Attenya – Un relato de Isa Robayna

El grito de Attenya se oyó en todo el Macizo de Anaga hasta hacer estremecer al Roque de Chinobre. La cumbre quiso apiadarse de ella y lloró una llovizna que alivió el sudor que empapaba su cuerpo.

Ella sentía que moría con cada estertor producido en su agotado ser. Era incapaz de entender tanto dolor.

Estaba sola entre el verde follaje que le proporcionaba refugio seguro para lo desconocido, para lo que estaba por llegar.

El olor de la laurisilva le producía un extraño placer cada vez que su cuerpo le regalaba una tregua y le permitía inundar sus pulmones alimentando sus exhaustos ánimos mermados por tanto sufrimiento.

Algo iba mal. Cada vez estaba más segura de morir.

Las mayores del lugar ya le habían explicado en qué consistía el gestar una nueva vida. Le hablaron del proceso de la crianza y del cambio que tendría en su existencia. Pero Attenya se lamentaba al pensar que nada de esto se haría realidad, ya que su vástago moriría con ella.

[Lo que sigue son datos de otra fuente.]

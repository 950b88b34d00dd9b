use crate::metrics::timeseries::{calculate_equity_curve, calculate_returns, max_drawdown, NavSeries};
use prettytable::{Cell, Row, Table};
use serde::{Deserialize, Serialize};
use statrs::statistics::Statistics;

//summary metrics for a nav series; None marks a value that is undefined
#[derive(Debug, Clone, PartialEq, Serialize, Deserialize)]
pub struct SummaryMetrics {
    pub start_value: f64,
    pub end_value: f64,
    pub total_return: f64,
    pub annualized_return: Option<f64>,
    pub annualized_volatility: Option<f64>,
    pub sharpe_ratio: Option<f64>,
    pub max_drawdown: f64,
    pub num_rebalances: usize,
    pub total_costs: f64,
}

impl SummaryMetrics {
    //reduces a nav series to summary statistics
    pub fn from_nav(nav: &NavSeries, trading_days_per_year: u32, risk_free_rate: f64) -> Self {
        let (Some((start_date, start_value)), Some((end_date, end_value))) =
            (nav.first(), nav.last())
        else {
            return SummaryMetrics::empty();
        };

        let growth = if start_value > 0.0 {
            end_value / start_value
        } else {
            f64::NAN
        };
        let total_return = growth - 1.0;

        //cagr over calendar time
        let calendar_days = (end_date - start_date).num_days();
        let annualized_return = if calendar_days > 0 && growth.is_finite() {
            Some(growth.powf(365.25 / calendar_days as f64) - 1.0)
        } else {
            None
        };

        //daily returns include the leading zero of the first day
        let returns = calculate_returns(&nav.values);
        let annualized_volatility = if returns.len() >= 2 {
            Some(returns.std_dev() * (trading_days_per_year as f64).sqrt())
        } else {
            None
        };

        let sharpe_ratio = match (annualized_return, annualized_volatility) {
            (Some(ret), Some(vol)) if vol > 0.0 => Some((ret - risk_free_rate) / vol),
            _ => None,
        };

        let max_dd = max_drawdown(&calculate_equity_curve(nav));

        SummaryMetrics {
            start_value,
            end_value,
            total_return,
            annualized_return,
            annualized_volatility,
            sharpe_ratio,
            max_drawdown: max_dd,
            num_rebalances: 0,
            total_costs: 0.0,
        }
    }

    fn empty() -> Self {
        SummaryMetrics {
            start_value: 0.0,
            end_value: 0.0,
            total_return: 0.0,
            annualized_return: None,
            annualized_volatility: None,
            sharpe_ratio: None,
            max_drawdown: 0.0,
            num_rebalances: 0,
            total_costs: 0.0,
        }
    }

    //labelled, formatted values in display order
    fn formatted(&self) -> Vec<(&'static str, String)> {
        vec![
            ("Start Value", format!("{:.2}", self.start_value)),
            ("End Value", format!("{:.2}", self.end_value)),
            ("Total Return", pct(Some(self.total_return))),
            ("CAGR", pct(self.annualized_return)),
            ("Annualized Volatility", pct(self.annualized_volatility)),
            ("Sharpe Ratio", ratio(self.sharpe_ratio)),
            ("Max Drawdown", pct(Some(self.max_drawdown))),
            ("Rebalances", format!("{}", self.num_rebalances)),
            ("Transaction Costs", format!("{:.2}", self.total_costs)),
        ]
    }

    //attaches trading activity from a simulation
    pub fn with_activity(mut self, num_rebalances: usize, total_costs: f64) -> Self {
        self.num_rebalances = num_rebalances;
        self.total_costs = total_costs;
        self
    }

    //builds a metrics table, with a benchmark column when given
    pub fn to_table(&self, benchmark: Option<&SummaryMetrics>) -> Table {
        let mut table = Table::new();

        let mut header = vec![Cell::new("Metric"), Cell::new("Strategy")];
        if benchmark.is_some() {
            header.push(Cell::new("Benchmark"));
        }
        table.add_row(Row::new(header));

        let bench_values = benchmark.map(|b| b.formatted());

        for (n, (label, value)) in self.formatted().into_iter().enumerate() {
            let mut cells = vec![Cell::new(label), Cell::new(&value)];
            if let Some(values) = &bench_values {
                cells.push(Cell::new(&values[n].1));
            }
            table.add_row(Row::new(cells));
        }

        table
    }

    //prints metrics in a formatted table
    pub fn pretty_print_table(&self, benchmark: Option<&SummaryMetrics>) {
        self.to_table(benchmark).printstd();
    }
}

fn pct(value: Option<f64>) -> String {
    match value {
        Some(v) if v.is_finite() => format!("{:.2}%", v * 100.0),
        _ => "n/a".to_string(),
    }
}

fn ratio(value: Option<f64>) -> String {
    match value {
        Some(v) if v.is_finite() => format!("{:.3}", v),
        _ => "n/a".to_string(),
    }
}
use approx::assert_relative_eq;
use chrono::{Days, NaiveDate};
use momentum_rotation::prelude::*;
use std::io::Write;

fn dates(n: usize) -> Vec<NaiveDate> {
    let start = NaiveDate::from_ymd_opt(2024, 1, 1).unwrap();
    (0..n).map(|k| start + Days::new(k as u64)).collect()
}

fn config(symbols: &[&str]) -> BacktestConfiguration {
    BacktestConfiguration {
        symbols: symbols.iter().map(|s| s.to_string()).collect(),
        rebalance_freq: "D".to_string(),
        momentum_window: 1,
        top_k: 1,
        allocation: "equal".to_string(),
        vol_window: 2,
        initial_capital: 1000.0,
        fee_rate: 0.0,
        slippage_rate: 0.0,
        ..Default::default()
    }
}

fn rising_and_falling() -> PricePanel {
    PricePanel::from_columns(
        dates(4),
        vec!["A".into(), "B".into()],
        vec![vec![10.0, 11.0, 12.0, 13.0], vec![20.0, 19.0, 18.0, 17.0]],
    )
    .unwrap()
}

#[test]
fn test_daily_rotation_holds_the_rising_instrument() {
    let prices = rising_and_falling();
    let result = run_backtest(&prices, &config(&["A", "B"])).unwrap();

    //day 0 has no momentum so nothing is held
    assert_eq!(result.signals.row(0), &[false, false]);
    for t in 1..4 {
        assert_eq!(result.signals.row(t), &[true, false]);
        assert_eq!(result.weights.row(t), &[1.0, 0.0]);
    }

    let nav = &result.simulation.nav.values;
    assert_eq!(nav[0], 1000.0);
    assert_relative_eq!(nav[1], 1000.0, epsilon = 1e-9);
    assert_relative_eq!(nav[2], 1000.0 * 12.0 / 11.0, epsilon = 1e-9);
    assert_relative_eq!(nav[3], 1000.0 * 13.0 / 11.0, epsilon = 1e-9);

    //a single entry trade, no churn afterwards
    assert_eq!(result.summary.num_rebalances, 1);
    assert_eq!(result.simulation.trades.len(), 1);
    assert_eq!(result.simulation.trades[0].symbol, "A");
}

#[test]
fn test_entry_fee_reduces_invested_value() {
    let prices =
        PricePanel::from_columns(dates(3), vec!["X".into()], vec![vec![100.0, 100.0, 100.0]])
            .unwrap();
    let mut cfg = config(&["X"]);
    cfg.fee_rate = 0.01;

    let result = run_backtest(&prices, &cfg).unwrap();
    let sim = &result.simulation;

    assert_relative_eq!(sim.nav.values[1], 990.0, epsilon = 1e-9);
    assert_relative_eq!(*sim.holdings.get(1, 0), 9.9, epsilon = 1e-12);
    assert_relative_eq!(sim.total_costs(), 10.0, epsilon = 1e-9);
    assert_relative_eq!(result.summary.total_costs, 10.0, epsilon = 1e-9);
}

#[test]
fn test_flat_market_has_zero_volatility_and_no_sharpe() {
    let prices =
        PricePanel::from_columns(dates(30), vec!["X".into(), "Y".into()], vec![vec![50.0; 30], vec![25.0; 30]])
            .unwrap();
    let result = run_backtest(&prices, &config(&["X", "Y"])).unwrap();

    assert!(result.simulation.nav.values.iter().all(|&v| (v - 1000.0).abs() < 1e-9));
    assert_eq!(result.summary.annualized_volatility, Some(0.0));
    assert_eq!(result.summary.sharpe_ratio, None);
    assert_eq!(result.summary.max_drawdown, 0.0);
}

#[test]
fn test_window_longer_than_history_stays_in_cash() {
    let prices = rising_and_falling();
    let mut cfg = config(&["A", "B"]);
    cfg.momentum_window = 10;

    let result = run_backtest(&prices, &cfg).unwrap();

    assert!(result.momentum.rows().iter().flatten().all(Option::is_none));
    assert!(result.signals.rows().iter().flatten().all(|&s| !s));
    assert!(result.weights.weights().rows().iter().flatten().all(|&w| w == 0.0));
    assert_eq!(result.simulation.nav.values, vec![1000.0; 4]);
    assert!(result.simulation.trades.is_empty());
    assert_eq!(result.summary.num_rebalances, 0);
}

#[test]
fn test_runs_are_deterministic() {
    let n = 90;
    let a: Vec<f64> = (0..n).map(|k| 100.0 + (k as f64 * 0.3).sin() * 5.0 + k as f64 * 0.1).collect();
    let b: Vec<f64> = (0..n).map(|k| 80.0 + (k as f64 * 0.2).cos() * 4.0).collect();
    let c: Vec<f64> = (0..n).map(|k| 60.0 + k as f64 * 0.05).collect();
    let prices = PricePanel::from_columns(
        dates(n),
        vec!["A".into(), "B".into(), "C".into()],
        vec![a, b, c],
    )
    .unwrap();

    let cfg = BacktestConfiguration {
        rebalance_freq: "W-FRI".to_string(),
        momentum_window: 10,
        top_k: 2,
        allocation: "risk_parity".to_string(),
        vol_window: 10,
        fee_rate: 0.0003,
        slippage_rate: 0.0005,
        ..config(&["A", "B", "C"])
    };

    let first = run_backtest(&prices, &cfg).unwrap();
    let second = run_backtest(&prices, &cfg).unwrap();
    assert_eq!(first.simulation, second.simulation);
    assert_eq!(first.summary, second.summary);
}

#[test]
fn test_csv_to_outputs() {
    let dir = tempfile::tempdir().unwrap();
    let data = dir.path().join("prices.csv");
    {
        let mut file = std::fs::File::create(&data).unwrap();
        writeln!(file, "date,open,high,low,close,volume,symbol").unwrap();
        for (k, date) in dates(20).iter().enumerate() {
            let a = 10.0 + k as f64;
            let b = 30.0 - k as f64 * 0.5;
            writeln!(file, "{},{a},{a},{a},{a},1000,A", date).unwrap();
            writeln!(file, "{},{b},{b},{b},{b},1000,B", date).unwrap();
        }
    }

    let mut cfg = config(&["A", "B"]);
    cfg.data_path = data.clone();
    cfg.rebalance_freq = "W-FRI".to_string();
    cfg.momentum_window = 3;

    let provider = CsvPriceProvider::open(&cfg.data_path).unwrap();
    let prices = load_price_panel(&provider, &cfg.symbols, None, None).unwrap();
    assert_eq!(prices.len(), 20);
    assert_eq!(prices.symbols(), &["A".to_string(), "B".to_string()]);

    let result = BacktestEngine::new(cfg, prices).run().unwrap();
    assert!(result.summary.total_return > 0.0);
    assert_eq!(result.benchmark.len(), 20);

    let nav_path = dir.path().join("nav.csv");
    let metrics_path = dir.path().join("metrics.json");
    save_equity_csv(&result.equity_curve, &nav_path).unwrap();
    save_metrics_json(&result.summary, Some(&result.benchmark_summary), &metrics_path).unwrap();

    assert_eq!(std::fs::read_to_string(&nav_path).unwrap().lines().count(), 21);
    let metrics: serde_json::Value =
        serde_json::from_str(&std::fs::read_to_string(&metrics_path).unwrap()).unwrap();
    assert!(metrics["benchmark"]["total_return"].is_number());
}

#[test]
fn test_unknown_rebalance_rule_is_rejected() {
    let mut cfg = config(&["A", "B"]);
    cfg.rebalance_freq = "fortnightly".to_string();
    assert!(matches!(
        run_backtest(&rising_and_falling(), &cfg),
        Err(BacktestError::UnknownRebalanceRule(_))
    ));
}
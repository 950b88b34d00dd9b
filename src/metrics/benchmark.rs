use crate::data::PricePanel;
use crate::metrics::timeseries::NavSeries;

//equal-weight buy-and-hold reference: capital scaled by the cross-sectional
//mean close relative to the first day's mean close
pub fn benchmark_nav(prices: &PricePanel, initial_capital: f64) -> NavSeries {
    let means: Vec<f64> = prices
        .rows()
        .iter()
        .map(|row| row.iter().sum::<f64>() / row.len().max(1) as f64)
        .collect();

    let base = means.first().copied().unwrap_or(0.0);
    let values = means
        .iter()
        .map(|m| {
            if base > 0.0 {
                initial_capital * m / base
            } else {
                initial_capital
            }
        })
        .collect();

    NavSeries::new(prices.dates().to_vec(), values)
}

Sentía perder el conocimiento con cada retuerzo de sus entrañas, pero aún se mantenía con vida.

Desesperada, su cuerpo le pidió buscar alguna raíz de la cual tirar para poder multiplicar sus esfuerzos y empujar. Sólo quería empujar.

Ahora lo entendía todo. Su rostro fatigado sonrió al darse cuenta de estar alumbrando a su hijo. No estaba muriendo… estaba pariendo.

En cada puja apagaba su grito enérgico con una carcajada propia de los dementes, pero no podía evitar desbordar su rostro y su garganta de la alegría de sentirse viva.

Unas retamas la ayudaron a ponerse de cuclillas. Ya tocaba la cabeza de la criatura. Con un pequeño gemido pudo sacar toda su cabeza de dentro de su propio vientre. Instintivamente, ladeo la cabeza del pequeño para que sus hombros pudieran salir libres al mundo que lo esperaba con ansias. En ese mismo momento sintió como su cuerpo se vaciaba de un golpe y un llanto agudo irrumpió en el nuevo mundo con sorpresa. Ya estaba aquí.

Lo tapó como pudo con una tela de cabra bien curtida que llevaba consigo y cuando pudo reunir un pequeño aliento de impulso, cortó el cordón umbilical que lo unía a ella con sus dientes.

Nunca imaginó que el dolor más intenso del cuerpo, el más cercano a la muerte, reconfortara tanto el alma.

El pequeño Attaxa buscó el pecho de Attenya y con toda la fuerza que le daba su recién estrenada mandíbula, se aferró a él hasta quedar dormido sobre el cálido cuerpo de su madre agotada y feliz.